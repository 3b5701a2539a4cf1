//! Bounded per-node command queue
//!
//! A ring buffer behind a mutex: pushes never block, overflow drops the
//! oldest pending message with a warning. The stream send task is the sole
//! consumer; delivery order is FIFO.

use std::collections::VecDeque;
use std::sync::Mutex;

use tokio::sync::Notify;
use tracing::warn;

use crate::proto::ControlMessage;

/// Default queue capacity per node
pub const COMMAND_QUEUE_CAPACITY: usize = 32;

pub struct CommandQueue {
    inner: Mutex<VecDeque<ControlMessage>>,
    notify: Notify,
    capacity: usize,
}

impl CommandQueue {
    pub fn new(capacity: usize) -> Self {
        Self {
            inner: Mutex::new(VecDeque::with_capacity(capacity)),
            notify: Notify::new(),
            capacity,
        }
    }

    /// Enqueue a message, dropping the oldest pending one at capacity.
    /// Returns the dropped message, if any.
    pub fn push(&self, node_id: &str, msg: ControlMessage) -> Option<ControlMessage> {
        let mut queue = self.inner.lock().expect("command queue poisoned");
        let dropped = if queue.len() >= self.capacity {
            let head = queue.pop_front();
            warn!(
                node_id,
                capacity = self.capacity,
                "command queue full, dropping oldest pending command"
            );
            head
        } else {
            None
        };
        queue.push_back(msg);
        drop(queue);
        self.notify.notify_one();
        dropped
    }

    /// Take the next message, waiting until one is available
    pub async fn pop(&self) -> ControlMessage {
        loop {
            {
                let mut queue = self.inner.lock().expect("command queue poisoned");
                if let Some(msg) = queue.pop_front() {
                    return msg;
                }
            }
            self.notify.notified().await;
        }
    }

    /// Non-blocking take
    pub fn try_pop(&self) -> Option<ControlMessage> {
        self.inner
            .lock()
            .expect("command queue poisoned")
            .pop_front()
    }

    pub fn len(&self) -> usize {
        self.inner.lock().expect("command queue poisoned").len()
    }

    pub fn is_empty(&self) -> bool {
        self.len() == 0
    }
}

impl Default for CommandQueue {
    fn default() -> Self {
        Self::new(COMMAND_QUEUE_CAPACITY)
    }
}

#[cfg(test)]
mod tests {
    use std::sync::Arc;
    use std::time::Duration;

    use super::*;
    use crate::proto::{Command, CommandKind};

    fn cmd(id: &str) -> ControlMessage {
        ControlMessage::Command(Command {
            command_id: id.to_string(),
            kind: CommandKind::HealthCheck,
            payload: serde_json::Value::Null,
            deadline_secs: None,
        })
    }

    fn id_of(msg: &ControlMessage) -> &str {
        match msg {
            ControlMessage::Command(c) => &c.command_id,
            ControlMessage::ConfigUpdate(_) => "<config>",
        }
    }

    #[test]
    fn test_fifo_order() {
        let queue = CommandQueue::new(4);
        queue.push("n", cmd("a"));
        queue.push("n", cmd("b"));
        queue.push("n", cmd("c"));

        assert_eq!(id_of(&queue.try_pop().unwrap()), "a");
        assert_eq!(id_of(&queue.try_pop().unwrap()), "b");
        assert_eq!(id_of(&queue.try_pop().unwrap()), "c");
        assert!(queue.try_pop().is_none());
    }

    #[test]
    fn test_overflow_drops_oldest() {
        let queue = CommandQueue::new(COMMAND_QUEUE_CAPACITY);
        for i in 0..COMMAND_QUEUE_CAPACITY {
            assert!(queue.push("n", cmd(&format!("c{i}"))).is_none());
        }

        // The 33rd enqueue drops the head and still succeeds
        let dropped = queue.push("n", cmd("c32"));
        assert_eq!(id_of(dropped.as_ref().unwrap()), "c0");
        assert_eq!(queue.len(), COMMAND_QUEUE_CAPACITY);
        assert_eq!(id_of(&queue.try_pop().unwrap()), "c1");
    }

    #[tokio::test]
    async fn test_pop_waits_for_push() {
        let queue = Arc::new(CommandQueue::new(4));
        let consumer = {
            let queue = queue.clone();
            tokio::spawn(async move { queue.pop().await })
        };

        tokio::time::sleep(Duration::from_millis(20)).await;
        queue.push("n", cmd("late"));

        let msg = tokio::time::timeout(Duration::from_secs(1), consumer)
            .await
            .expect("pop timed out")
            .unwrap();
        assert_eq!(id_of(&msg), "late");
    }
}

---------------

- _Assigned task_
The entire listing should be repeated with no line missing and no word altered.

- _Response_
repository 3b5701a2539a4cf1
//! Bounded per-node command queue
//!
//! A ring buffer behind a mutex: pushes never block, overflow drops the
//! oldest pending message with a warning. The stream send task is the sole
//! consumer; delivery order is FIFO.

use std::collections::VecDeque;
use std::sync::Mutex;

use tokio::sync::Notify;
use tracing::warn;

use crate::proto::ControlMessage;

/// Default queue capacity per node
pub const COMMAND_QUEUE_CAPACITY: usize = 32;

pub struct CommandQueue {
    inner: Mutex<VecDeque<ControlMessage>>,
    notify: Notify,
    capacity: usize,
}

impl CommandQueue {
    pub fn new(capacity: usize) -> Self {
        Self {
            inner: Mutex::new(VecDeque::with_capacity(capacity)),
            notify: Notify::new(),
            capacity,
        }
    }

    /// Enqueue a message, dropping the oldest pending one at capacity.
    /// Returns the dropped message, if any.
    pub fn push(&self, node_id: &str, msg: ControlMessage) -> Option<ControlMessage> {
        let mut queue = self.inner.lock().expect("command queue poisoned");
        let dropped = if queue.len() >= self.capacity {
            let head = queue.pop_front();
            warn!(
                node_id,
                capacity = self.capacity,
                "command queue full, dropping oldest pending command"
            );
            head
        } else {
            None
        };
        queue.push_back(msg);
        drop(queue);
        self.notify.notify_one();
        dropped
    }

    /// Take the next message, waiting until one is available
    pub async fn pop(&self) -> ControlMessage {
        loop {
            {
                let mut queue = self.inner.lock().expect("command queue poisoned");
                if let Some(msg) = queue.pop_front() {
                    return msg;
                }
            }
            self.notify.notified().await;
        }
    }

    /// Non-blocking take
    pub fn try_pop(&self) -> Option<ControlMessage> {
        self.inner
            .lock()
            .expect("command queue poisoned")
            .pop_front()
    }

    pub fn len(&self) -> usize {
        self.inner.lock().expect("command queue poisoned").len()
    }

    pub fn is_empty(&self) -> bool {
        self.len() == 0
    }
}

impl Default for CommandQueue {
    fn default() -> Self {
        Self::new(COMMAND_QUEUE_CAPACITY)
    }
}

#[cfg(test)]
mod tests {
    use std::sync::Arc;
    use std::time::Duration;

    use super::*;
    use crate::proto::{Command, CommandKind};

    fn cmd(id: &str) -> ControlMessage {
        ControlMessage::Command(Command {
            command_id: id.to_string(),
            kind: CommandKind::HealthCheck,
            payload: serde_json::Value::Null,
            deadline_secs: None,
        })
    }

    fn id_of(msg: &ControlMessage) -> &str {
        match msg {
            ControlMessage::Command(c) => &c.command_id,
            ControlMessage::ConfigUpdate(_) => "<config>",
        }
    }

    #[test]
    fn test_fifo_order() {
        let queue = CommandQueue::new(4);
        queue.push("n", cmd("a"));
        queue.push("n", cmd("b"));
        queue.push("n", cmd("c"));

        assert_eq!(id_of(&queue.try_pop().unwrap()), "a");
        assert_eq!(id_of(&queue.try_pop().unwrap()), "b");
        assert_eq!(id_of(&queue.try_pop().unwrap()), "c");
        assert!(queue.try_pop().is_none());
    }

    #[test]
    fn test_overflow_drops_oldest() {
        let queue = CommandQueue::new(COMMAND_QUEUE_CAPACITY);
        for i in 0..COMMAND_QUEUE_CAPACITY {
            assert!(queue.push("n", cmd(&format!("c{i}"))).is_none());
        }

        // The 33rd enqueue drops the head and still succeeds
        let dropped = queue.push("n", cmd("c32"));
        assert_eq!(id_of(dropped.as_ref().unwrap()), "c0");
        assert_eq!(queue.len(), COMMAND_QUEUE_CAPACITY);
        assert_eq!(id_of(&queue.try_pop().unwrap()), "c1");
    }

    #[tokio::test]
    async fn test_pop_waits_for_push() {
        let queue = Arc::new(CommandQueue::new(4));
        let consumer = {
            let queue = queue.clone();
            tokio::spawn(async move { queue.pop().await })
        };

        tokio::time::sleep(Duration::from_millis(20)).await;
        queue.push("n", cmd("late"));

        let msg = tokio::time::timeout(Duration::from_secs(1), consumer)
            .await
            .expect("pop timed out")
            .unwrap();
        assert_eq!(id_of(&msg), "late");
    }
}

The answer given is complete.